| YOUR TASK |
What is the count of lines in the listing below that hold the string "Stored"? Reply with that number alone.

| DATA LISTING |
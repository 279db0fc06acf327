//! Domain layer: filename rules shared by the sender and the receiver.
//!
//! Nothing in here touches the file system; the types only describe which
//! names are acceptable.

pub mod filename;

pub use filename::{FilenameError, SafeFilename};
//! Session deadline, shutdown broadcast and worker reaping.
//!
//! Every worker owns exactly one connection.  When it starts it *arms* that
//! connection with the [`Controller`], receiving an [`ArmedConnection`] that
//! carries:
//!
//! - the stream itself, so teardown operates on the handle captured at
//!   registration time;
//! - a session deadline timer, reset by every successful read;
//! - a subscription to the process-wide shutdown broadcast.
//!
//! The receive loop races each read against [`SessionTimers::interrupted`],
//! so neither the deadline nor a shutdown ever interrupts code at an
//! arbitrary point: they are observed at the one place a worker can block.
//!
//! # Reaping
//!
//! Workers are Tokio tasks in a `JoinSet` owned by the supervisor.
//! [`on_child_exited`] takes the exit that woke the supervisor and then
//! drains every other already-finished worker without waiting, because
//! several workers may finish between two wake-ups.

use std::fmt;
use std::net::SocketAddr;
use std::pin::Pin;
use std::time::Duration;

use tokio::io::{AsyncWrite, AsyncWriteExt};
use tokio::sync::watch;
use tokio::task::{JoinError, JoinSet};
use tokio::time::{sleep, Instant, Sleep};
use tracing::{debug, error, info, warn};
use uuid::Uuid;

// ── Worker identity ───────────────────────────────────────────────────────────

/// Unique identifier of one worker (one accepted connection).
#[derive(Debug, Clone, Copy, PartialEq, Eq, Hash)]
pub struct WorkerId(Uuid);

impl WorkerId {
    /// Generates a fresh random identifier.
    pub fn new() -> Self {
        Self(Uuid::new_v4())
    }
}

impl Default for WorkerId {
    fn default() -> Self {
        Self::new()
    }
}

impl fmt::Display for WorkerId {
    fn fmt(&self, f: &mut fmt::Formatter<'_>) -> fmt::Result {
        write!(f, "{}", self.0.simple())
    }
}

/// Identity of a worker, captured by the supervisor at accept time.
#[derive(Debug, Clone)]
pub struct WorkerRecord {
    pub id: WorkerId,
    pub peer: SocketAddr,
    pub accepted_at: Instant,
}

impl WorkerRecord {
    /// Creates a record for a connection accepted just now.
    pub fn new(peer: SocketAddr) -> Self {
        Self {
            id: WorkerId::new(),
            peer,
            accepted_at: Instant::now(),
        }
    }
}

/// How a worker ended.
#[derive(Debug, Clone, Copy, PartialEq, Eq)]
pub enum WorkerExit {
    /// The upload was written to storage.
    Stored,
    /// The peer sent nothing.
    Empty,
    /// Data arrived but was rejected or could not be written.
    Dropped,
    /// The session deadline expired.
    TimedOut,
    /// An external shutdown request ended the session.
    Shutdown,
    /// A read failed with a real I/O error.
    Failed,
}

impl WorkerExit {
    /// Whether this exit counts as a clean (zero-status) termination.
    pub fn is_success(self) -> bool {
        matches!(self, Self::Stored | Self::Empty | Self::Dropped | Self::Shutdown)
    }
}

/// What a worker task returns to the supervisor.
#[derive(Debug, Clone)]
pub struct WorkerReport {
    pub record: WorkerRecord,
    pub exit: WorkerExit,
}

// ── Controller ────────────────────────────────────────────────────────────────

/// Why a session was cut short.
#[derive(Debug, Clone, Copy, PartialEq, Eq)]
pub enum Interrupt {
    /// No successful read for the whole deadline period.
    DeadlineExpired(Duration),
    /// The operator asked the server to stop.
    Shutdown,
}

/// Process-wide shutdown broadcast plus the factory for armed connections.
///
/// Shared between the supervisor, every worker and the Ctrl+C handler via
/// `Arc<Controller>`.
#[derive(Debug)]
pub struct Controller {
    shutdown: watch::Sender<bool>,
}

impl Default for Controller {
    fn default() -> Self {
        Self::new()
    }
}

impl Controller {
    pub fn new() -> Self {
        let (shutdown, _) = watch::channel(false);
        Self { shutdown }
    }

    /// Requests shutdown of the listener and every armed connection.
    ///
    /// Only flips a flag and wakes subscribers; safe to call from a signal
    /// handling task at any time, any number of times.
    pub fn on_external_shutdown(&self) {
        let already = self.shutdown.send_replace(true);
        if !already {
            info!("external shutdown requested");
        }
    }

    /// Whether shutdown has been requested.
    pub fn is_shutting_down(&self) -> bool {
        *self.shutdown.borrow()
    }

    /// Resolves once shutdown has been requested (immediately if it already was).
    pub async fn shutdown_requested(&self) {
        let mut rx = self.shutdown.subscribe();
        wait_for_shutdown(&mut rx).await;
    }

    /// Registers `stream` as the one connection of a worker and starts its
    /// session deadline.
    pub fn arm<S>(&self, stream: S, record: WorkerRecord, deadline: Duration) -> ArmedConnection<S> {
        debug!(
            "worker {} armed for {} (deadline {:?})",
            record.id, record.peer, deadline
        );
        ArmedConnection {
            stream,
            record,
            timers: SessionTimers {
                period: deadline,
                deadline: Box::pin(sleep(deadline)),
                armed: true,
                shutdown: self.shutdown.subscribe(),
            },
        }
    }
}

async fn wait_for_shutdown(rx: &mut watch::Receiver<bool>) {
    let closed = rx.wait_for(|requested| *requested).await.is_err();
    if closed {
        // The controller is gone; nobody can request shutdown any more.
        std::future::pending::<()>().await;
    }
}

/// `now + period`, saturating roughly 30 years out like `tokio::time::sleep`.
fn deadline_after(period: Duration) -> Instant {
    let now = Instant::now();
    now.checked_add(period)
        .unwrap_or_else(|| now + Duration::from_secs(86_400 * 365 * 30))
}

// ── Armed connection ──────────────────────────────────────────────────────────

/// Deadline timer and shutdown subscription of one worker.
#[derive(Debug)]
pub struct SessionTimers {
    period: Duration,
    deadline: Pin<Box<Sleep>>,
    armed: bool,
    shutdown: watch::Receiver<bool>,
}

impl SessionTimers {
    /// Pushes the session deadline a full period into the future.
    pub fn on_activity(&mut self) {
        if self.armed {
            self.deadline.as_mut().reset(deadline_after(self.period));
        }
    }

    /// Disarms the deadline after a graceful end of transfer.  Shutdown is
    /// still observed.
    pub fn clear(&mut self) {
        self.armed = false;
    }

    /// Resolves when the session must be abandoned.
    pub async fn interrupted(&mut self) -> Interrupt {
        let armed = self.armed;
        let period = self.period;
        let deadline = &mut self.deadline;
        let shutdown = &mut self.shutdown;

        tokio::select! {
            _ = deadline, if armed => Interrupt::DeadlineExpired(period),
            _ = wait_for_shutdown(shutdown) => Interrupt::Shutdown,
        }
    }
}

/// A worker's connection registered with the [`Controller`].
#[derive(Debug)]
pub struct ArmedConnection<S> {
    stream: S,
    record: WorkerRecord,
    timers: SessionTimers,
}

impl<S> ArmedConnection<S> {
    pub fn record(&self) -> &WorkerRecord {
        &self.record
    }

    /// Borrows the stream and the timers separately so a read can be raced
    /// against [`SessionTimers::interrupted`].
    pub fn parts(&mut self) -> (&mut S, &mut SessionTimers) {
        (&mut self.stream, &mut self.timers)
    }
}

impl<S: AsyncWrite + Unpin> ArmedConnection<S> {
    /// Shuts the connection down and releases it.
    ///
    /// The write side is shut down explicitly; dropping the stream closes
    /// the read side.
    pub async fn teardown(mut self) {
        if let Err(e) = self.stream.shutdown().await {
            debug!("worker {}: shutdown of {} failed: {e}", self.record.id, self.record.peer);
        }
    }

    /// Session deadline expired: tear down and log a warning.
    pub async fn on_timeout(self) {
        warn!(
            "connection timeout after {:?} without data, closing socket for {}",
            self.timers.period, self.record.peer
        );
        self.teardown().await;
    }

    /// External shutdown reached this worker: tear down immediately.
    pub async fn on_shutdown(self) {
        info!("closing connection {} for shutdown", self.record.peer);
        self.teardown().await;
    }
}

// ── Reaping ───────────────────────────────────────────────────────────────────

/// Logs one reclaimed worker.
pub fn reclaim(joined: Result<WorkerReport, JoinError>) {
    match joined {
        Ok(report) => {
            let lived = report.record.accepted_at.elapsed();
            if report.exit.is_success() {
                info!(
                    "worker {} ({}) terminated after {lived:?}: {:?}",
                    report.record.id, report.record.peer, report.exit
                );
            } else {
                warn!(
                    "worker {} ({}) terminated abnormally after {lived:?}: {:?}",
                    report.record.id, report.record.peer, report.exit
                );
            }
        }
        Err(e) if e.is_panic() => error!("worker task panicked: {e}"),
        Err(e) => debug!("worker task cancelled: {e}"),
    }
}

/// Reclaims every worker that has already finished, without waiting.
///
/// Returns how many were reclaimed.
pub fn drain_exited(workers: &mut JoinSet<WorkerReport>) -> usize {
    let mut reaped = 0;
    while let Some(joined) = workers.try_join_next() {
        reclaim(joined);
        reaped += 1;
    }
    reaped
}

/// Handles a worker-exit notification.
///
/// `first` is the exit that woke the caller; every other finished worker is
/// drained too, since exits are not guaranteed to be observed one at a time.
/// Never blocks.  Returns the total number reclaimed.
pub fn on_child_exited(
    first: Result<WorkerReport, JoinError>,
    workers: &mut JoinSet<WorkerReport>,
) -> usize {
    reclaim(first);
    1 + drain_exited(workers)
}

// ── Tests ─────────────────────────────────────────────────────────────────────
//! Send use case: one local file → one upload connection.
//!
//! ```text
//! check file ─► derive wire name ─► connect ─► "<name>\n" ─► chunks ─► half-close ─► wait for close
//!                                                               │
//!                                                               └─► SendEvent::Progress after each chunk
//! ```
//!
//! The server sends nothing back, so a successful send only means the bytes
//! left this host.  Waiting for the server to close its side narrows the gap:
//! it closes once the upload has been written.

use std::io;
use std::path::{Path, PathBuf};
use std::time::Duration;

use filedrop_core::{encode_header, FilenameError, SafeFilename};
use thiserror::Error;
use tokio::fs::File;
use tokio::io::{AsyncReadExt, AsyncWriteExt};
use tokio::sync::mpsc;
use tracing::{debug, info, warn};

use crate::infrastructure::{await_close, connect_with_timeout, write_with_timeout};

/// Default time allowed for the TCP handshake.
pub const DEFAULT_CONNECT_TIMEOUT: Duration = Duration::from_secs(10);
/// Default time allowed for each individual write.
pub const DEFAULT_WRITE_TIMEOUT: Duration = Duration::from_secs(5);
/// Default size of each file read and socket write.
pub const DEFAULT_CHUNK_SIZE: usize = 16 * 1024;
/// Default wait for the server to close after the half-close.
pub const DEFAULT_LINGER: Duration = Duration::from_secs(3);

/// Tuning knobs for a send.
#[derive(Debug, Clone, PartialEq, Eq)]
pub struct SendOptions {
    pub connect_timeout: Duration,
    pub write_timeout: Duration,
    pub chunk_size: usize,
    pub linger: Duration,
}

impl Default for SendOptions {
    fn default() -> Self {
        Self {
            connect_timeout: DEFAULT_CONNECT_TIMEOUT,
            write_timeout: DEFAULT_WRITE_TIMEOUT,
            chunk_size: DEFAULT_CHUNK_SIZE,
            linger: DEFAULT_LINGER,
        }
    }
}

/// Summary of a completed send.
#[derive(Debug, Clone, PartialEq, Eq)]
pub struct SendReport {
    pub filename: String,
    pub bytes_sent: u64,
    pub total_bytes: u64,
    /// Whether the server closed the connection within the linger period.
    pub server_closed: bool,
}

/// Progress notifications published while sending.
#[derive(Debug, Clone, PartialEq, Eq)]
pub enum SendEvent {
    /// Content bytes written so far, out of the file size.
    Progress { sent: u64, total: u64 },
    /// Always the last event of a send.
    Finished { success: bool, message: String },
}

/// Why a send failed.
#[derive(Debug, Error)]
pub enum SendError {
    #[error("file not found: {}", .0.display())]
    NotFound(PathBuf),

    #[error("not a regular file: {}", .0.display())]
    NotAFile(PathBuf),

    #[error("cannot read {}: {source}", path.display())]
    Unreadable {
        path: PathBuf,
        #[source]
        source: io::Error,
    },

    #[error("cannot send {} under its name: {reason}", path.display())]
    InvalidFilename {
        path: PathBuf,
        #[source]
        reason: FilenameError,
    },

    #[error("connection to {addr} timed out after {limit:?}")]
    ConnectTimedOut { addr: String, limit: Duration },

    #[error("cannot connect to {addr}: {source}")]
    ConnectFailed {
        addr: String,
        #[source]
        source: io::Error,
    },

    #[error("write timed out after {sent} bytes")]
    WriteTimedOut { sent: u64 },

    #[error("write failed after {sent} bytes: {source}")]
    WriteFailed {
        sent: u64,
        #[source]
        source: io::Error,
    },
}

impl SendError {
    fn from_write(sent: u64, source: io::Error) -> Self {
        if source.kind() == io::ErrorKind::TimedOut {
            Self::WriteTimedOut { sent }
        } else {
            Self::WriteFailed { sent, source }
        }
    }
}

/// Sends files with fixed options, optionally publishing [`SendEvent`]s.
#[derive(Debug, Clone, Default)]
pub struct FileSender {
    options: SendOptions,
    events: Option<mpsc::UnboundedSender<SendEvent>>,
}

impl FileSender {
    pub fn new(options: SendOptions) -> Self {
        Self {
            options,
            events: None,
        }
    }

    /// Attaches a channel that receives progress and completion events.
    pub fn with_events(mut self, events: mpsc::UnboundedSender<SendEvent>) -> Self {
        self.events = Some(events);
        self
    }

    pub fn options(&self) -> &SendOptions {
        &self.options
    }

    /// Sends the file at `path` to `server` (`host:port`).
    ///
    /// # Errors
    ///
    /// See [`SendError`].  Nothing is retried.
    pub async fn send(&self, path: &Path, server: &str) -> Result<SendReport, SendError> {
        let result = self.send_inner(path, server).await;
        let finished = match &result {
            Ok(report) => SendEvent::Finished {
                success: true,
                message: format!(
                    "sent '{}' ({} bytes) to {server}",
                    report.filename, report.bytes_sent
                ),
            },
            Err(e) => SendEvent::Finished {
                success: false,
                message: e.to_string(),
            },
        };
        self.publish(finished);
        result
    }

    async fn send_inner(&self, path: &Path, server: &str) -> Result<SendReport, SendError> {
        let meta = match tokio::fs::metadata(path).await {
            Ok(meta) => meta,
            Err(e) if e.kind() == io::ErrorKind::NotFound => {
                return Err(SendError::NotFound(path.to_path_buf()));
            }
            Err(source) => {
                return Err(SendError::Unreadable {
                    path: path.to_path_buf(),
                    source,
                });
            }
        };
        if !meta.is_file() {
            return Err(SendError::NotAFile(path.to_path_buf()));
        }
        let total = meta.len();

        let name = SafeFilename::from_path(path).map_err(|reason| SendError::InvalidFilename {
            path: path.to_path_buf(),
            reason,
        })?;

        let mut file = File::open(path)
            .await
            .map_err(|source| SendError::Unreadable {
                path: path.to_path_buf(),
                source,
            })?;

        let mut stream = connect_with_timeout(server, self.options.connect_timeout)
            .await
            .map_err(|source| {
                if source.kind() == io::ErrorKind::TimedOut {
                    SendError::ConnectTimedOut {
                        addr: server.to_string(),
                        limit: self.options.connect_timeout,
                    }
                } else {
                    SendError::ConnectFailed {
                        addr: server.to_string(),
                        source,
                    }
                }
            })?;
        info!("connected to {server}, sending '{name}' ({total} bytes)");

        write_with_timeout(&mut stream, &encode_header(name.as_str()), self.options.write_timeout)
            .await
            .map_err(|e| SendError::from_write(0, e))?;

        let mut chunk = vec![0u8; self.options.chunk_size.max(1)];
        let mut sent = 0u64;
        loop {
            let n = file
                .read(&mut chunk)
                .await
                .map_err(|source| SendError::Unreadable {
                    path: path.to_path_buf(),
                    source,
                })?;
            if n == 0 {
                break;
            }
            write_with_timeout(&mut stream, &chunk[..n], self.options.write_timeout)
                .await
                .map_err(|e| SendError::from_write(sent, e))?;
            sent += n as u64;
            debug!("sent {sent}/{total} bytes");
            self.publish(SendEvent::Progress { sent, total });
        }

        if sent != total {
            warn!("'{name}' changed while sending: expected {total} bytes, sent {sent}");
        }

        if let Err(e) = stream.shutdown().await {
            debug!("half-close failed: {e}");
        }
        let server_closed = await_close(&mut stream, self.options.linger).await;
        if !server_closed {
            debug!("server did not close within {:?}", self.options.linger);
        }

        Ok(SendReport {
            filename: name.into_string(),
            bytes_sent: sent,
            total_bytes: total,
            server_closed,
        })
    }

    fn publish(&self, event: SendEvent) {
        if let Some(events) = &self.events {
            // A dropped receiver only means nobody is watching.
            let _ = events.send(event);
        }
    }
}

/// Sends `path` to `server` with `options` and no progress channel.
///
/// # Errors
///
/// See [`SendError`].
pub async fn send_file(
    path: &Path,
    server: &str,
    options: &SendOptions,
) -> Result<SendReport, SendError> {
    FileSender::new(options.clone()).send(path, server).await
}

// ── Tests ─────────────────────────────────────────────────────────────────────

| RESULT FOR THIS EXERCISE |
2